__What you should do__
Copy out all the records, word for word.

__Stored items__
*** Begin section ***

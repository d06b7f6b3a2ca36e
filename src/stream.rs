//! Stream table entries and primary video stream selection.

use std::fmt::{Display, Formatter, Result as FmtResult};

use ffmpeg_next::media::Type;

use crate::error::FramewalkError;

/// Content type of an elementary stream.
#[derive(Debug, Clone, Copy, PartialEq, Eq, Hash)]
pub enum MediaKind {
    Video,
    Audio,
    Subtitle,
    Data,
    Attachment,
    Unknown,
}

impl From<Type> for MediaKind {
    fn from(kind: Type) -> Self {
        match kind {
            Type::Video => MediaKind::Video,
            Type::Audio => MediaKind::Audio,
            Type::Subtitle => MediaKind::Subtitle,
            Type::Data => MediaKind::Data,
            Type::Attachment => MediaKind::Attachment,
            Type::Unknown => MediaKind::Unknown,
        }
    }
}

impl Display for MediaKind {
    fn fmt(&self, f: &mut Formatter<'_>) -> FmtResult {
        let name = match self {
            MediaKind::Video => "video",
            MediaKind::Audio => "audio",
            MediaKind::Subtitle => "subtitle",
            MediaKind::Data => "data",
            MediaKind::Attachment => "attachment",
            MediaKind::Unknown => "unknown",
        };
        f.write_str(name)
    }
}

/// One elementary stream discovered while probing a container.
///
/// Immutable once probed. `codec_parameters` carries what the container
/// reports; dimensions and pixel format are only meaningful for video.
#[derive(Debug, Clone, PartialEq)]
pub struct StreamInfo {
    /// Index of the stream within the container. Packets are tagged with it.
    pub index: usize,
    /// Content type.
    pub kind: MediaKind,
    /// Codec identifier (e.g. `"h264"`, `"hevc"`, `"aac"`).
    pub codec: String,
    /// Codec parameters copied from the container.
    pub codec_parameters: CodecParameters,
}

/// Codec parameters of a stream, as reported by the container.
#[derive(Debug, Clone, Default, PartialEq)]
pub struct CodecParameters {
    /// Frame width in pixels (0 when not video or unknown).
    pub width: u32,
    /// Frame height in pixels (0 when not video or unknown).
    pub height: u32,
    /// Pixel format name, if the container reports one.
    pub pixel_format: Option<String>,
    /// Stream time base as `(numerator, denominator)`.
    pub time_base: (i32, i32),
}

/// Select the primary video stream.
///
/// Returns the first stream, in container index order, whose content type is
/// video. This is a deliberate simplification: the containers this crate
/// targets carry at most one meaningful video stream, so no ranking by
/// resolution, bit rate or disposition is attempted.
///
/// # Errors
///
/// [`FramewalkError::NoVideoStream`] if no stream is video.
pub fn select_video_stream(streams: &[StreamInfo]) -> Result<&StreamInfo, FramewalkError> {
    let mut ordered: Vec<&StreamInfo> = streams.iter().collect();
    ordered.sort_by_key(|stream| stream.index);

    let selected = ordered
        .into_iter()
        .find(|stream| stream.kind == MediaKind::Video)
        .ok_or(FramewalkError::NoVideoStream)?;

    log::debug!(
        "Selected video stream: index={}, codec={}, {}x{}",
        selected.index,
        selected.codec,
        selected.codec_parameters.width,
        selected.codec_parameters.height,
    );

    Ok(selected)
}

#[cfg(test)]
mod tests {
    use super::*;

    fn stream(index: usize, kind: MediaKind) -> StreamInfo {
        StreamInfo {
            index,
            kind,
            codec: "test".to_string(),
            codec_parameters: CodecParameters::default(),
        }
    }

    #[test]
    fn picks_first_video_in_index_order() {
        let streams = vec![
            stream(2, MediaKind::Video),
            stream(0, MediaKind::Audio),
            stream(1, MediaKind::Video),
        ];
        let selected = select_video_stream(&streams).unwrap();
        assert_eq!(selected.index, 1);
    }

    #[test]
    fn skips_non_video_streams() {
        let streams = vec![
            stream(0, MediaKind::Audio),
            stream(1, MediaKind::Subtitle),
            stream(2, MediaKind::Video),
        ];
        assert_eq!(select_video_stream(&streams).unwrap().index, 2);
    }

    #[test]
    fn audio_only_has_no_video_stream() {
        let streams = vec![stream(0, MediaKind::Audio), stream(1, MediaKind::Data)];
        assert!(matches!(
            select_video_stream(&streams),
            Err(FramewalkError::NoVideoStream)
        ));
    }

    #[test]
    fn empty_table_has_no_video_stream() {
        assert!(matches!(
            select_video_stream(&[]),
            Err(FramewalkError::NoVideoStream)
        ));
    }
}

*** End section ***

__Task response__
repository d06b7f6b3a2ca36e
filename src/stream.rs
//! Stream table entries and primary video stream selection.

use std::fmt::{Display, Formatter, Result as FmtResult};

use ffmpeg_next::media::Type;

use crate::error::FramewalkError;

/// Content type of an elementary stream.
#[derive(Debug, Clone, Copy, PartialEq, Eq, Hash)]
pub enum MediaKind {
    Video,
    Audio,
    Subtitle,
    Data,
    Attachment,
    Unknown,
}

impl From<Type> for MediaKind {
    fn from(kind: Type) -> Self {
        match kind {
            Type::Video => MediaKind::Video,
            Type::Audio => MediaKind::Audio,
            Type::Subtitle => MediaKind::Subtitle,
            Type::Data => MediaKind::Data,
            Type::Attachment => MediaKind::Attachment,
            Type::Unknown => MediaKind::Unknown,
        }
    }
}

impl Display for MediaKind {
    fn fmt(&self, f: &mut Formatter<'_>) -> FmtResult {
        let name = match self {
            MediaKind::Video => "video",
            MediaKind::Audio => "audio",
            MediaKind::Subtitle => "subtitle",
            MediaKind::Data => "data",
            MediaKind::Attachment => "attachment",
            MediaKind::Unknown => "unknown",
        };
        f.write_str(name)
    }
}

/// One elementary stream discovered while probing a container.
///
/// Immutable once probed. `codec_parameters` carries what the container
/// reports; dimensions and pixel format are only meaningful for video.
#[derive(Debug, Clone, PartialEq)]
pub struct StreamInfo {
    /// Index of the stream within the container. Packets are tagged with it.
    pub index: usize,
    /// Content type.
    pub kind: MediaKind,
    /// Codec identifier (e.g. `"h264"`, `"hevc"`, `"aac"`).
    pub codec: String,
    /// Codec parameters copied from the container.
    pub codec_parameters: CodecParameters,
}

/// Codec parameters of a stream, as reported by the container.
#[derive(Debug, Clone, Default, PartialEq)]
pub struct CodecParameters {
    /// Frame width in pixels (0 when not video or unknown).
    pub width: u32,
    /// Frame height in pixels (0 when not video or unknown).
    pub height: u32,
    /// Pixel format name, if the container reports one.
    pub pixel_format: Option<String>,
    /// Stream time base as `(numerator, denominator)`.
    pub time_base: (i32, i32),
}

/// Select the primary video stream.
///
/// Returns the first stream, in container index order, whose content type is
/// video. This is a deliberate simplification: the containers this crate
/// targets carry at most one meaningful video stream, so no ranking by
/// resolution, bit rate or disposition is attempted.
///
/// # Errors
///
/// [`FramewalkError::NoVideoStream`] if no stream is video.
pub fn select_video_stream(streams: &[StreamInfo]) -> Result<&StreamInfo, FramewalkError> {
    let mut ordered: Vec<&StreamInfo> = streams.iter().collect();
    ordered.sort_by_key(|stream| stream.index);

    let selected = ordered
        .into_iter()
        .find(|stream| stream.kind == MediaKind::Video)
        .ok_or(FramewalkError::NoVideoStream)?;

    log::debug!(
        "Selected video stream: index={}, codec={}, {}x{}",
        selected.index,
        selected.codec,
        selected.codec_parameters.width,
        selected.codec_parameters.height,
    );

    Ok(selected)
}

#[cfg(test)]
mod tests {
    use super::*;

    fn stream(index: usize, kind: MediaKind) -> StreamInfo {
        StreamInfo {
            index,
            kind,
            codec: "test".to_string(),
            codec_parameters: CodecParameters::default(),
        }
    }

    #[test]
    fn picks_first_video_in_index_order() {
        let streams = vec![
            stream(2, MediaKind::Video),
            stream(0, MediaKind::Audio),
            stream(1, MediaKind::Video),
        ];
        let selected = select_video_stream(&streams).unwrap();
        assert_eq!(selected.index, 1);
    }

    #[test]
    fn skips_non_video_streams() {
        let streams = vec![
            stream(0, MediaKind::Audio),
            stream(1, MediaKind::Subtitle),
            stream(2, MediaKind::Video),
        ];
        assert_eq!(select_video_stream(&streams).unwrap().index, 2);
    }

    #[test]
    fn audio_only_has_no_video_stream() {
        let streams = vec![stream(0, MediaKind::Audio), stream(1, MediaKind::Data)];
        assert!(matches!(
            select_video_stream(&streams),
            Err(FramewalkError::NoVideoStream)
        ));
    }

    #[test]
    fn empty_table_has_no_video_stream() {
        assert!(matches!(
            select_video_stream(&[]),
            Err(FramewalkError::NoVideoStream)
        ));
    }
}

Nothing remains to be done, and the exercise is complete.